[Dataset entries]
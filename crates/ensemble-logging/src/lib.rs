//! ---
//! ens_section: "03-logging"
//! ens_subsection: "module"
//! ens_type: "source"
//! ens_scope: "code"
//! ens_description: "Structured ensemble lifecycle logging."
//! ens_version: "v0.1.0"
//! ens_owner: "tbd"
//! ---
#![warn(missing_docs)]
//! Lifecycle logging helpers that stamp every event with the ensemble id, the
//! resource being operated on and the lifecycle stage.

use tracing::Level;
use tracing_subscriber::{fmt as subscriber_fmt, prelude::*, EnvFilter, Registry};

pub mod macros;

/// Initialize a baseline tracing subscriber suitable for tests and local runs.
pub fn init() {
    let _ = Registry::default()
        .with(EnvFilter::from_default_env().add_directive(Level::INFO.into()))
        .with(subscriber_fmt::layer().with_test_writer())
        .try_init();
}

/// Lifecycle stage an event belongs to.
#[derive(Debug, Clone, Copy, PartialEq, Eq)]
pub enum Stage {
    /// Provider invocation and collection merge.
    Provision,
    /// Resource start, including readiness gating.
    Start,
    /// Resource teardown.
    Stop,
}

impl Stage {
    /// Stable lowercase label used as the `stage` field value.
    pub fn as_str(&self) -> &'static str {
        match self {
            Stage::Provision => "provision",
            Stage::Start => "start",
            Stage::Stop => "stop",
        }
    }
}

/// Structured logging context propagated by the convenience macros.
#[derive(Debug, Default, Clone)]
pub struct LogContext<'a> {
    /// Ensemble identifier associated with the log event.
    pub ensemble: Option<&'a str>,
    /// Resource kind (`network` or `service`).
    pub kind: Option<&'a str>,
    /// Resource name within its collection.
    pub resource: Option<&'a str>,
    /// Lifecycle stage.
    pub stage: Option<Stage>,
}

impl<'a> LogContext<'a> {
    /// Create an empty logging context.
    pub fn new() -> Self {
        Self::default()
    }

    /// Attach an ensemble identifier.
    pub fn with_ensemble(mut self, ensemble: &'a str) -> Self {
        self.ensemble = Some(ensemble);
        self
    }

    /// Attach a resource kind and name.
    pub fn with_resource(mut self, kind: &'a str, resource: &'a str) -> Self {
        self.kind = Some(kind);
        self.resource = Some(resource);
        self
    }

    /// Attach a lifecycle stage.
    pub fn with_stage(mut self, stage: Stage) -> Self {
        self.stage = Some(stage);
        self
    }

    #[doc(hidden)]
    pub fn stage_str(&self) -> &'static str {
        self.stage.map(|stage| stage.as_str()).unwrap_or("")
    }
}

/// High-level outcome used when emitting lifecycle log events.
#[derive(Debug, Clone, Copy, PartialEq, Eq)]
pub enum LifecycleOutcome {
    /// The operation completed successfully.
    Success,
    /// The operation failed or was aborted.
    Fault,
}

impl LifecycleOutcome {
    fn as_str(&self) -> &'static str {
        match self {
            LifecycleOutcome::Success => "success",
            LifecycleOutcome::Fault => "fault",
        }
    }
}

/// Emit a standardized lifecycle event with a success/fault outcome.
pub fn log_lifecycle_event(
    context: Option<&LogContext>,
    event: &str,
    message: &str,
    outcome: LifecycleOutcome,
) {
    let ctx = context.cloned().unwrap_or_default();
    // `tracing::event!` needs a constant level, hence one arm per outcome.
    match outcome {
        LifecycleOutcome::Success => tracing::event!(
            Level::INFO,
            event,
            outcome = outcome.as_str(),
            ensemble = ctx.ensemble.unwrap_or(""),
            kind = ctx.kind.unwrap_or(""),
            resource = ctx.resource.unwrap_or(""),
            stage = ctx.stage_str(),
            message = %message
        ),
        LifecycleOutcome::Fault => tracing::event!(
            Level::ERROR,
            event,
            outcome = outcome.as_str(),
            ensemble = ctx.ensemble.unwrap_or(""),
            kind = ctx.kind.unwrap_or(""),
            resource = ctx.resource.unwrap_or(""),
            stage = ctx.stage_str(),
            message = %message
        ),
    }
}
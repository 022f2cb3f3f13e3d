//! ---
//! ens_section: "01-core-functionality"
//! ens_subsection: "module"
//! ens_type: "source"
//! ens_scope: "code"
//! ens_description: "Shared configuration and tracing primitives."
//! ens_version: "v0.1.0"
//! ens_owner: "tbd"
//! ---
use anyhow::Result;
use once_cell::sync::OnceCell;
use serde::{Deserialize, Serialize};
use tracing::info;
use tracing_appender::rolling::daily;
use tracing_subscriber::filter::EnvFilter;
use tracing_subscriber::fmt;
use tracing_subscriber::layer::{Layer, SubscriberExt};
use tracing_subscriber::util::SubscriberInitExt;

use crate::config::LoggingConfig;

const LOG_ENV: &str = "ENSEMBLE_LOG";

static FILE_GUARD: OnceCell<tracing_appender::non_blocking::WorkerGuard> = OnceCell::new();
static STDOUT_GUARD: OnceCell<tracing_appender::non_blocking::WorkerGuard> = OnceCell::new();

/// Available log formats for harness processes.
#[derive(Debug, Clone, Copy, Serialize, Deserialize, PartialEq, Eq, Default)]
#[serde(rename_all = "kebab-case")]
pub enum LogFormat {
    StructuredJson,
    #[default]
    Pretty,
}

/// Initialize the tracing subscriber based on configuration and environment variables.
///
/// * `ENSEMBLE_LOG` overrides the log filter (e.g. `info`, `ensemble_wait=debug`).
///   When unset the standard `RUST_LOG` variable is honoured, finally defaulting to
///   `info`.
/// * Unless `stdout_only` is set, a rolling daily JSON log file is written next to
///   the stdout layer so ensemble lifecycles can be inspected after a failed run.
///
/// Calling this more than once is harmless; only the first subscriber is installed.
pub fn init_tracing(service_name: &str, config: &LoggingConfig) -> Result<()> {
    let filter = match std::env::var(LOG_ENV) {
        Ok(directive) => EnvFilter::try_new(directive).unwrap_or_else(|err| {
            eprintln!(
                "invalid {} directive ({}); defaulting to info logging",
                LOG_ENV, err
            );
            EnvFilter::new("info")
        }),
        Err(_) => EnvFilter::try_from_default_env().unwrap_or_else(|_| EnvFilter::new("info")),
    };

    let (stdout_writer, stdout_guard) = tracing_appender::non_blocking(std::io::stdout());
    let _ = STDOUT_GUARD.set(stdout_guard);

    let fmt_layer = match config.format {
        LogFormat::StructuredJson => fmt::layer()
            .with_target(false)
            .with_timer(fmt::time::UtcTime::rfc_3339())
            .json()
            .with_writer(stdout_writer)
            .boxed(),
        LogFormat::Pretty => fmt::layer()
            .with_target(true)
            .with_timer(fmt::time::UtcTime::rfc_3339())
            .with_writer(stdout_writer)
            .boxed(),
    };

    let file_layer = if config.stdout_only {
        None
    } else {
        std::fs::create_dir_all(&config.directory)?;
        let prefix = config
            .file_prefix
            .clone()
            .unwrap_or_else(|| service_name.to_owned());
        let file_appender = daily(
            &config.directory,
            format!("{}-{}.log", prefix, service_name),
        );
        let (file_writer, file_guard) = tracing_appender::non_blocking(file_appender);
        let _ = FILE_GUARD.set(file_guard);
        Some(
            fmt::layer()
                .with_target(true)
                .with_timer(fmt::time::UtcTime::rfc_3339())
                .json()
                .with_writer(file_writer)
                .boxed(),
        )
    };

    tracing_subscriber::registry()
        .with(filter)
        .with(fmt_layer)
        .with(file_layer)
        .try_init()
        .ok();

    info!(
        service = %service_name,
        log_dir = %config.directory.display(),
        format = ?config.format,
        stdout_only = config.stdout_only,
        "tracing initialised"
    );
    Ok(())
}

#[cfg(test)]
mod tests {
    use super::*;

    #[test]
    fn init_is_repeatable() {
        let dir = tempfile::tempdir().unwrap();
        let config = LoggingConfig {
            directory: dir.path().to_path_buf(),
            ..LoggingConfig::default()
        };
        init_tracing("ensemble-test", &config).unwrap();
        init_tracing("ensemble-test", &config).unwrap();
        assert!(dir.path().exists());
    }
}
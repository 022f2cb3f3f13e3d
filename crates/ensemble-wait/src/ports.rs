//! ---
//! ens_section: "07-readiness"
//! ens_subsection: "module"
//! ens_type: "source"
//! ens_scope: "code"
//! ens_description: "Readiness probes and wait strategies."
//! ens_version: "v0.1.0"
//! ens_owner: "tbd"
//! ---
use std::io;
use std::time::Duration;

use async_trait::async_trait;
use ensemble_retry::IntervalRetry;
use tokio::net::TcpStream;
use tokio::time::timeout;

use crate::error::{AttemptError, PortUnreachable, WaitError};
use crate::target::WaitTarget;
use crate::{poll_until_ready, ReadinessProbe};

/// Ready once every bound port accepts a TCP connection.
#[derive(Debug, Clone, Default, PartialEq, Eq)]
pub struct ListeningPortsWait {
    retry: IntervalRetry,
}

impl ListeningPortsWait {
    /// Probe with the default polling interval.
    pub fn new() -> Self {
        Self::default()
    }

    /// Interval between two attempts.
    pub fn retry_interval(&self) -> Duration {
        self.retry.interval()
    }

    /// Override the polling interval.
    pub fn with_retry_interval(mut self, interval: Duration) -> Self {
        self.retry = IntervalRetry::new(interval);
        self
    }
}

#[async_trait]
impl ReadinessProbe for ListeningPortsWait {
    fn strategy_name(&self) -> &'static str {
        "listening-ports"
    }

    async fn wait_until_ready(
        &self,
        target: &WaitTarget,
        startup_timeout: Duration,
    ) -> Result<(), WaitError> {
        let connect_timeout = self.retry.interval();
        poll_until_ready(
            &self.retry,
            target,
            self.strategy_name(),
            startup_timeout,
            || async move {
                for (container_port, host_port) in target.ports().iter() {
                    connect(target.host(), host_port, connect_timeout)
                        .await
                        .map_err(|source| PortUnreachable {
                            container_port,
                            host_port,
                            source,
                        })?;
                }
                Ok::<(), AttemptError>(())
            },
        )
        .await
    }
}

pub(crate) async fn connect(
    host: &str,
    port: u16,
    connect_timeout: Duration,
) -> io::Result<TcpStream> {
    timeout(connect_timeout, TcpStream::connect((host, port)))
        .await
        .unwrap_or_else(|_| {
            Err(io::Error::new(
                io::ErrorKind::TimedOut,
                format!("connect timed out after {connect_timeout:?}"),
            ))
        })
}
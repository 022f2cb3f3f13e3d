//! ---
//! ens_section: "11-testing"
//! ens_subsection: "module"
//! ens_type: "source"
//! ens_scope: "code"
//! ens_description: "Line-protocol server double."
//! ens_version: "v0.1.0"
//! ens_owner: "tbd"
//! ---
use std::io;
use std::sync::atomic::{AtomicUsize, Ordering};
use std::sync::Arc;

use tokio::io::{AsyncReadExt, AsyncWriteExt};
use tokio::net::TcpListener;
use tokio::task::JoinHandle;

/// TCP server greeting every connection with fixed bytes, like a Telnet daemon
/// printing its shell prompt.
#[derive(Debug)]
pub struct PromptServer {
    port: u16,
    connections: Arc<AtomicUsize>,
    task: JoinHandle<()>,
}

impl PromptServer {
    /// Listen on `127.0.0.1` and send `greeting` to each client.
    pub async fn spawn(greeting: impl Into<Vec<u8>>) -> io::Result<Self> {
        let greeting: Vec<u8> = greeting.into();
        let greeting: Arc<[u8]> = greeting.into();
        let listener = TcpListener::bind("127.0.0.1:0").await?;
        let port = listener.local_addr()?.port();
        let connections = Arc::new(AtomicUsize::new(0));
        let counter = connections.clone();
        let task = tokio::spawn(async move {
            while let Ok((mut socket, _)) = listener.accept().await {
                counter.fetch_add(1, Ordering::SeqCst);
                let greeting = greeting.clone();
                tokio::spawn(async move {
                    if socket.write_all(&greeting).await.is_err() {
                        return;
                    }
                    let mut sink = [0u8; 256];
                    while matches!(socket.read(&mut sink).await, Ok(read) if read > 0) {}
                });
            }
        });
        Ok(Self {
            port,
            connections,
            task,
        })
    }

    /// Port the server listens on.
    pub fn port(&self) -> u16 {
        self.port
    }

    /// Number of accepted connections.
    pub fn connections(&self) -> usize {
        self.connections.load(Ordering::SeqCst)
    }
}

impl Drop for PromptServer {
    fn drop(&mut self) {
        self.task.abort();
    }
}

→ **Assignment**: Each line of the entries above that contains "greeting" must be copied into the answer.

→ **Answer box**:
/// TCP server greeting every connection with fixed bytes, like a Telnet daemon
    /// Listen on `127.0.0.1` and send `greeting` to each client.
    pub async fn spawn(greeting: impl Into<Vec<u8>>) -> io::Result<Self> {
        let greeting: Vec<u8> = greeting.into();
        let greeting: Arc<[u8]> = greeting.into();
                let greeting = greeting.clone();
                    if socket.write_all(&greeting).await.is_err() {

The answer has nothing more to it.